WHAT YOU SHOULD DO: Begin at the line containing "pub fn auth_key(mut" in the entries below and end at the line containing "pub fn presence_timeout(mut"; transcribe that range exactly and nothing outside it.

** SOURCE DATA follows **

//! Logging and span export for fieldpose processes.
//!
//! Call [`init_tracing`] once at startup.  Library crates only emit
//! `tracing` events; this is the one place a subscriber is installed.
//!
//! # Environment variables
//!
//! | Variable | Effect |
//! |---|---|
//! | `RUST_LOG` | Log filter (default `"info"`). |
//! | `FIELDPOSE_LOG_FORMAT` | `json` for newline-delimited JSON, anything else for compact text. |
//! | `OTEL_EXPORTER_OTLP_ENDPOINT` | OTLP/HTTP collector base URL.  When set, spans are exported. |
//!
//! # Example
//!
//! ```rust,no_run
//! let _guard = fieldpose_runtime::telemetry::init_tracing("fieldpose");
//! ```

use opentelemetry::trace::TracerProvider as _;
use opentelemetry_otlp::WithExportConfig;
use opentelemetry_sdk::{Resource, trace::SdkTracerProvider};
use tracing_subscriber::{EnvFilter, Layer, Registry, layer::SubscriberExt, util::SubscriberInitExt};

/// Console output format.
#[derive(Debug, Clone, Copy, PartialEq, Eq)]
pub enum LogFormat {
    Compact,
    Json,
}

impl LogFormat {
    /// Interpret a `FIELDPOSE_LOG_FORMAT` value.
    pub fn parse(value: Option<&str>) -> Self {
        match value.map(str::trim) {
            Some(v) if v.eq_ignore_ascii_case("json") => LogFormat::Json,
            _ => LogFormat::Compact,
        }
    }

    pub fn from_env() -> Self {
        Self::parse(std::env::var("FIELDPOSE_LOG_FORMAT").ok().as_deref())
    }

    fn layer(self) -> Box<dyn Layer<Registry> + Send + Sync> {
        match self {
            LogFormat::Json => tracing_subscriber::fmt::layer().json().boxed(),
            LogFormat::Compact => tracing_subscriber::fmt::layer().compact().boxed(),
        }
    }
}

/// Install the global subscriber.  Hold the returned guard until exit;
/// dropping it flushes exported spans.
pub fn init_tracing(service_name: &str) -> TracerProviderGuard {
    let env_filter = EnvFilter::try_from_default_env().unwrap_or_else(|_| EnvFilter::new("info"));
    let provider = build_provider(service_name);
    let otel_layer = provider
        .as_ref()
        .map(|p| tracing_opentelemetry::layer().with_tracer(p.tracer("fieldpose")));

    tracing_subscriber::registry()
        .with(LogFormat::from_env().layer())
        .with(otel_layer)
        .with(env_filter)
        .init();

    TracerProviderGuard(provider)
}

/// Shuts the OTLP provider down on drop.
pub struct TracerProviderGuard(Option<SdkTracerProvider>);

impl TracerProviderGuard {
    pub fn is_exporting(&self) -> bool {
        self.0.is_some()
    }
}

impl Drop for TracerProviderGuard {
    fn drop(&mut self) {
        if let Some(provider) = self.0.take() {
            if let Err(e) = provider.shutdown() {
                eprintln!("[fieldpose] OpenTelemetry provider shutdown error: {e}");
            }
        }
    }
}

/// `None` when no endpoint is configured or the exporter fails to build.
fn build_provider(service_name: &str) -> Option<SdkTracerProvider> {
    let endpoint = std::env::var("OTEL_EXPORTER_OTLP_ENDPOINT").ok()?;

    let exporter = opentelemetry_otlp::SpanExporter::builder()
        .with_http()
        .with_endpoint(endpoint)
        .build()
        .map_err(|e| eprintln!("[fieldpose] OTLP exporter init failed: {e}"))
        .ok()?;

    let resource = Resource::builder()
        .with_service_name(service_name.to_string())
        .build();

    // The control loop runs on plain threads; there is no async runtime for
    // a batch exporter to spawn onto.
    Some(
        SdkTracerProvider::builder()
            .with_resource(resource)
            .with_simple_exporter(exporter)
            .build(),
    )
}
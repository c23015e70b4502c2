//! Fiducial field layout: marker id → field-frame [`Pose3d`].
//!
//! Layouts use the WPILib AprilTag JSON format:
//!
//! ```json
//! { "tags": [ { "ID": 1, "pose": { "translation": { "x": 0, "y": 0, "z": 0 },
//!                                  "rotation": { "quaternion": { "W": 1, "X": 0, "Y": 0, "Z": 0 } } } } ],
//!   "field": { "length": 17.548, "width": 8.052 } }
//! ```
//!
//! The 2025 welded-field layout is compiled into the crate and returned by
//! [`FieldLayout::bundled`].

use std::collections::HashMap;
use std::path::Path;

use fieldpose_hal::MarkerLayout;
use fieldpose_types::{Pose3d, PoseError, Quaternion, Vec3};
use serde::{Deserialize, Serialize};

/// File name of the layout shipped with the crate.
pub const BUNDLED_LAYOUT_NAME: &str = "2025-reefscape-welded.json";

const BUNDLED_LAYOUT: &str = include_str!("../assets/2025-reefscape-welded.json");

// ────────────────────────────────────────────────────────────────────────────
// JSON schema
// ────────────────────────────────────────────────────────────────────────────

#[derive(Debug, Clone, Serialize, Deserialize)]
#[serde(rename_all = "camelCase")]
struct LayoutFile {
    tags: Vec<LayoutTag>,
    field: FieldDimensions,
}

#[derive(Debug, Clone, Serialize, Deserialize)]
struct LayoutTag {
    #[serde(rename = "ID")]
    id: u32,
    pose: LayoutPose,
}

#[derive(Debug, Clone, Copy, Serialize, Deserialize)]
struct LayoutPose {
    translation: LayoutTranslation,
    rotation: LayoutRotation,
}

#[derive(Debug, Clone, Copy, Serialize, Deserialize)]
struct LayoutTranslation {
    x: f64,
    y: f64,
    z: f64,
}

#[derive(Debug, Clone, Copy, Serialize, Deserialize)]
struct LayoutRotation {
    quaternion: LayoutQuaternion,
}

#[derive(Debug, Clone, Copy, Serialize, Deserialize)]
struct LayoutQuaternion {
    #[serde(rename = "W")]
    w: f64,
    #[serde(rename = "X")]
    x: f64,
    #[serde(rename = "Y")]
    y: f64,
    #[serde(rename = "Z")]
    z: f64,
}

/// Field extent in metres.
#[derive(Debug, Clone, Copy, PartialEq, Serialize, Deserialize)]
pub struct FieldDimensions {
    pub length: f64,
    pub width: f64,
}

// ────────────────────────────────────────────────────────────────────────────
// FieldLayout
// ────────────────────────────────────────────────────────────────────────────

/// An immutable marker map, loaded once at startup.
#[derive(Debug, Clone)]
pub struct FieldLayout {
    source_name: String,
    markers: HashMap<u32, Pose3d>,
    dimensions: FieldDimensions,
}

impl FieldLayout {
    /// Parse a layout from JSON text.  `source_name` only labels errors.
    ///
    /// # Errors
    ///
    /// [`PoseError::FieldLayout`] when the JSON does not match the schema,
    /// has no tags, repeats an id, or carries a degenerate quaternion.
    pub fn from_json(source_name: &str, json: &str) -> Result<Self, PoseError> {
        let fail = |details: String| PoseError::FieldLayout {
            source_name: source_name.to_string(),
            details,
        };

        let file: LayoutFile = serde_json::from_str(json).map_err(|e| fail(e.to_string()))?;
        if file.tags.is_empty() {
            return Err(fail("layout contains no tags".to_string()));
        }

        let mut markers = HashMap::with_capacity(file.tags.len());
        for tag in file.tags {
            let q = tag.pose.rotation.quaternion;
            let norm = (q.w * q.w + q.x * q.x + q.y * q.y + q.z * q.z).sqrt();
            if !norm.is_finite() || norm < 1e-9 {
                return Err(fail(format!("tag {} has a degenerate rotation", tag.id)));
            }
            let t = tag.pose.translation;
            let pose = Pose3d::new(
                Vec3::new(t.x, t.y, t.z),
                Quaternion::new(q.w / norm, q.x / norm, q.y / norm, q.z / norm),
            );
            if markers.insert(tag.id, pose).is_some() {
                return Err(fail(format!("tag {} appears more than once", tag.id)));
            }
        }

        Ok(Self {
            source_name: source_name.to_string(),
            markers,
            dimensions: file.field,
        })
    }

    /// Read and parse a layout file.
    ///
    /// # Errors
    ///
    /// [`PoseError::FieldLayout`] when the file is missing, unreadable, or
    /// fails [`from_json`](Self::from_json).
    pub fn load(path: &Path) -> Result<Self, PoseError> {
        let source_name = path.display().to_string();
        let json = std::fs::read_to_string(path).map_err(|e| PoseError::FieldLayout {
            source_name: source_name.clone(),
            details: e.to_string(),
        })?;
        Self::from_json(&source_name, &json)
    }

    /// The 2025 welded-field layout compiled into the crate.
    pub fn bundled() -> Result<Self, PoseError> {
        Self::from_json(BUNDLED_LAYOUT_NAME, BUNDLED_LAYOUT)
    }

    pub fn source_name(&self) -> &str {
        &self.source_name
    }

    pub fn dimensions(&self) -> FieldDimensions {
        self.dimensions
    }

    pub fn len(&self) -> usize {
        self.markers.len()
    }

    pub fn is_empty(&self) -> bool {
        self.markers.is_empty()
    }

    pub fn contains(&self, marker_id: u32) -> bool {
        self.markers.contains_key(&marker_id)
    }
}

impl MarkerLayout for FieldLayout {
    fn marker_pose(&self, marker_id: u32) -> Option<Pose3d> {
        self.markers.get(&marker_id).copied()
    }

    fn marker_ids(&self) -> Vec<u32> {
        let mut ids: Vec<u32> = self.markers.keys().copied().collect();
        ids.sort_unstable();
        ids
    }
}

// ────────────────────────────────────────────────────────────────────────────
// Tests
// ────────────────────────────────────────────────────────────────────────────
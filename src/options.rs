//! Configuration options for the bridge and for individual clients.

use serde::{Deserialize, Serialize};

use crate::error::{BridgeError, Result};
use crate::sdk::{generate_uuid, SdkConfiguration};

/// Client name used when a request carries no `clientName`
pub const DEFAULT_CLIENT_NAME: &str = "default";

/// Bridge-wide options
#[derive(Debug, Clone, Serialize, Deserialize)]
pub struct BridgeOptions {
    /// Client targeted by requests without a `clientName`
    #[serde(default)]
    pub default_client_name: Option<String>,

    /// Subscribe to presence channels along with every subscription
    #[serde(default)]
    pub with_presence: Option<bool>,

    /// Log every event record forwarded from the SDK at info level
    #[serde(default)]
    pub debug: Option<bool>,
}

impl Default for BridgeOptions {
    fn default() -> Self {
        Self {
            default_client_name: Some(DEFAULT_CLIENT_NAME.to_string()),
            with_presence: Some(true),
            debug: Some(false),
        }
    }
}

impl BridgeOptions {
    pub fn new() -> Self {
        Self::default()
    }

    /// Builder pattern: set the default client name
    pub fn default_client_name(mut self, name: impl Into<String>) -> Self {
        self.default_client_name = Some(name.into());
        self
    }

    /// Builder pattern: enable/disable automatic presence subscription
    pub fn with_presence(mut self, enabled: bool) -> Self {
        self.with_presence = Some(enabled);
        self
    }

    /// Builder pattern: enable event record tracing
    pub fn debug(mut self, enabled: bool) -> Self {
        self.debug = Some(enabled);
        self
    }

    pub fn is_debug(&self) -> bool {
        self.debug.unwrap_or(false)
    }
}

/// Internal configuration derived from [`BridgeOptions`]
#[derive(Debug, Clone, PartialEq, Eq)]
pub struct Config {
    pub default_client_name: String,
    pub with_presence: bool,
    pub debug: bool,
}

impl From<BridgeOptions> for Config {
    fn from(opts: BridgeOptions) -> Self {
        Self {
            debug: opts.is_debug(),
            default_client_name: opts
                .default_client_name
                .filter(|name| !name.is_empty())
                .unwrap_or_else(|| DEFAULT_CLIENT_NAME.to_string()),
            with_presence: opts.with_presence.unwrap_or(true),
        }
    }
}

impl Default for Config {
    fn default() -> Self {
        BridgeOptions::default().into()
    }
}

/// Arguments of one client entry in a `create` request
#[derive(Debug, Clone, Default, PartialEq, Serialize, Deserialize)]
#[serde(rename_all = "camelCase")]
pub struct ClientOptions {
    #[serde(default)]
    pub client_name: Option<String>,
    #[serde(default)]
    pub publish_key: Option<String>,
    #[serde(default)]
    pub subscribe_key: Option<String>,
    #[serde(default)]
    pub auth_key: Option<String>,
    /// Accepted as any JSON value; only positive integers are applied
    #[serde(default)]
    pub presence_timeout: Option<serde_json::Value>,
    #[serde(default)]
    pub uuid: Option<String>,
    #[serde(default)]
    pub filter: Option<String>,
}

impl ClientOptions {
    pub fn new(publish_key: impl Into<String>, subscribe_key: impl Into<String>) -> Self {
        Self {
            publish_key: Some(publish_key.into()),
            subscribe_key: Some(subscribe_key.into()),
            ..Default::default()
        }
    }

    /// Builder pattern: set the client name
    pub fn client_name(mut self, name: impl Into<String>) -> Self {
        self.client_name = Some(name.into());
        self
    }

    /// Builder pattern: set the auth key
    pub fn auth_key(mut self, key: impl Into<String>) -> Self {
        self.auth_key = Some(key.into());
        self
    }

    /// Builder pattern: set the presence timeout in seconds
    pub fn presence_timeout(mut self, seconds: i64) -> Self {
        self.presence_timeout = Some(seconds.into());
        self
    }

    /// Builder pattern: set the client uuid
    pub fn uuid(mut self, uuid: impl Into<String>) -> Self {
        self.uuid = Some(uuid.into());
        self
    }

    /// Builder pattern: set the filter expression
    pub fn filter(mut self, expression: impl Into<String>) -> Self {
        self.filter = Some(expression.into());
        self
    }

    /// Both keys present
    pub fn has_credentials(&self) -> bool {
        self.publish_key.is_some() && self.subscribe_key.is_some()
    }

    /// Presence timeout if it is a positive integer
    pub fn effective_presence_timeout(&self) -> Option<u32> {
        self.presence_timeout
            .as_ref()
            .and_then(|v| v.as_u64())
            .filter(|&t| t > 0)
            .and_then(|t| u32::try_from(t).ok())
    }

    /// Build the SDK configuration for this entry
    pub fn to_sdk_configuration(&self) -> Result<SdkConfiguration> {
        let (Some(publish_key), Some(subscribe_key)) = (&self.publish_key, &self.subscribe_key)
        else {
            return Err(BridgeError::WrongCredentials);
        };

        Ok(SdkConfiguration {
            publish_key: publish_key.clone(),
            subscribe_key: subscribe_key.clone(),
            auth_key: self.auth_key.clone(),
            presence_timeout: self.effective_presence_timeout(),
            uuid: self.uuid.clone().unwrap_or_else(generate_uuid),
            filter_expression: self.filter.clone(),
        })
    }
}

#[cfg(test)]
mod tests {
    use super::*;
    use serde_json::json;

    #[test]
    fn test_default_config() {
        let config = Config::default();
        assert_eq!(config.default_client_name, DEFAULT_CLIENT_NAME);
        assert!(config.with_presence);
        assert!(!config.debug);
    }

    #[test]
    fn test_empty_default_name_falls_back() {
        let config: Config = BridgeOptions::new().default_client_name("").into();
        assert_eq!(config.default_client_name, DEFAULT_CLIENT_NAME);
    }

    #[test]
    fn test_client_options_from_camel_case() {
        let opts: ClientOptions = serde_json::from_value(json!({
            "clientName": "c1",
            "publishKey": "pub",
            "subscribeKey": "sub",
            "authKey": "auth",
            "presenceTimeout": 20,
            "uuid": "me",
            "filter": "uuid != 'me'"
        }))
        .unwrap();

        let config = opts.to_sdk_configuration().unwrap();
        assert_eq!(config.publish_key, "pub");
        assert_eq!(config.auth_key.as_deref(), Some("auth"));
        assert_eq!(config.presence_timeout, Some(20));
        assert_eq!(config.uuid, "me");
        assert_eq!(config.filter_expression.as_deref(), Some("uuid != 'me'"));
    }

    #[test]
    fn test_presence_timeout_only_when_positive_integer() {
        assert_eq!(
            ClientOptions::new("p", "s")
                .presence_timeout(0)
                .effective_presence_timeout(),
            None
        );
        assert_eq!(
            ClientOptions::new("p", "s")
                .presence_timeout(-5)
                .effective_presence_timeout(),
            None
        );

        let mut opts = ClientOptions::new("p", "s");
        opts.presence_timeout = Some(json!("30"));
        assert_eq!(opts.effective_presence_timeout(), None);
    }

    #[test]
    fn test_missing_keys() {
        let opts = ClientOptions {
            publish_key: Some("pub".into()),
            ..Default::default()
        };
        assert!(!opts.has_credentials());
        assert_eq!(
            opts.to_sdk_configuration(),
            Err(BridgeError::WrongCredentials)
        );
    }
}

** End of SOURCE DATA **

ANSWER SPACE:
    pub fn auth_key(mut self, key: impl Into<String>) -> Self {
        self.auth_key = Some(key.into());
        self
    }

    /// Builder pattern: set the presence timeout in seconds
    pub fn presence_timeout(mut self, seconds: i64) -> Self {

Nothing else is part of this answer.